LOUISVILLE, Ky. — Medical professionals are facing some hard realities as we turn the page from 2024 and look forward to 2025. Data shows that fewer and fewer kids are receiving vaccinations recommended by the CDC year after year, and some doctors think they may be, in part, to blame.
“We develop relationships with the families. We’d like to think that we are the primary resource of information for the families and the internet has kind of replaced that to a degree,” said Dr. Patrick Hynes, a pediatrician with Norton Children’s.
Dr. Hynes sat down with me in a patient room at the Norton Children’s Office in Prospect back in October. He brought pages of statistics that help outline this vaccination problem.

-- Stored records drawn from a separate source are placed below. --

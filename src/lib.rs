//! Filmeto crew resolution.
//!
//! Materializes role templates into per-project crew member files, assigns
//! each a soul, and loads the resulting crew for display.

pub mod cli;
pub mod config;
pub mod crew;
pub mod error;
pub mod frontmatter;
pub mod logging;
pub mod soul;
pub mod version;

pub use config::CrewConfig;
pub use crew::{CrewService, Project, ProjectCrewMember};
pub use error::{Error, Result};
pub use soul::{SoulProfile, SoulProvider, SoulService};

“We’ve been at a very comfortable rate for a long time,” he started. Now, that’s changed.
“The rates have dropped to 93% which doesn’t seem like a huge difference, but nationwide if you’re looking at a quarter million kids who haven’t had their measles vaccines,” he said. Measles is just one example of a disease that had seen a resurgence due to these falling vaccination rates. Measles is a respiratory disease that affects your lungs and can spread a rash over your body.
“As many as 31 states now are below the threshold that you need for herd immunity from measles. Which gives measles an opportunity to re-present itself within a community.”
The stats bear this out.
Before a widespread measles vaccination campaign started in 1963 worldwide measles epidemics would happen every 2-3 years and kill an estimated 2.6 million people annually according to the World Health Organization.
That vaccination campaign led the CDC to declare Measles “Eliminated” from the United States back in 2000 which led to a 14-year period where cases of measles in adults and kids stayed around or well below 200 cases annually.
By 2014 those numbers started to fluctuate, some years with the same low numbers of cases and others where we saw a sharp rise in cases.
Outside the US, Measles has continued to infect and kill people year in and year out. In 2022 the World Health Organization reported 136,000 deaths from measles, most of them children.
Dr. Hynes says when you start to see vaccination rates for diseases like measles fall, eventually you will fall under the threshold for herd immunity. The World Health Organization defines that as a state of “indirect protection from an infectious disease that happens when a population is immune either through vaccination or immunity developed through previous infection.”
“That’s the problem with herd immunity. Once the vaccination rates drop, things we thought we had under control then become more of a problem from a public health concern,” said Dr. Hynes.
So the question becomes how do we stem the tide of these diseases and boost our community back to a “herd immunity threshold?” Dr. Hynes says that’s easier said than done because in his opinion, trust in medical professionals is seeing a decline right along with those vaccination rates.
“Science is pretty straightforward. Science is fact-based. Science is reproducible. During the pandemic everyone realized that science is kind of messy,” said Dr. Hynes.
“We need to sit down and we need to talk to the families. We need to explain to them, what are the things you are concerned about, where did you get that information, what is it that worries you most about it, and sit down and explain where accurate sources of information can be from.”
He says in his own experience having a conversation with someone who is vaccine hesitant goes a long way towards easing those concerns. Those conversations can be a step towards regaining the sense of trust that may have been lost in the messy science of the pandemic.
“All they’re trying to do is filter through the misinformation to do the best thing for their child. And that should be our job to help them through that path,” said Dr. Hynes.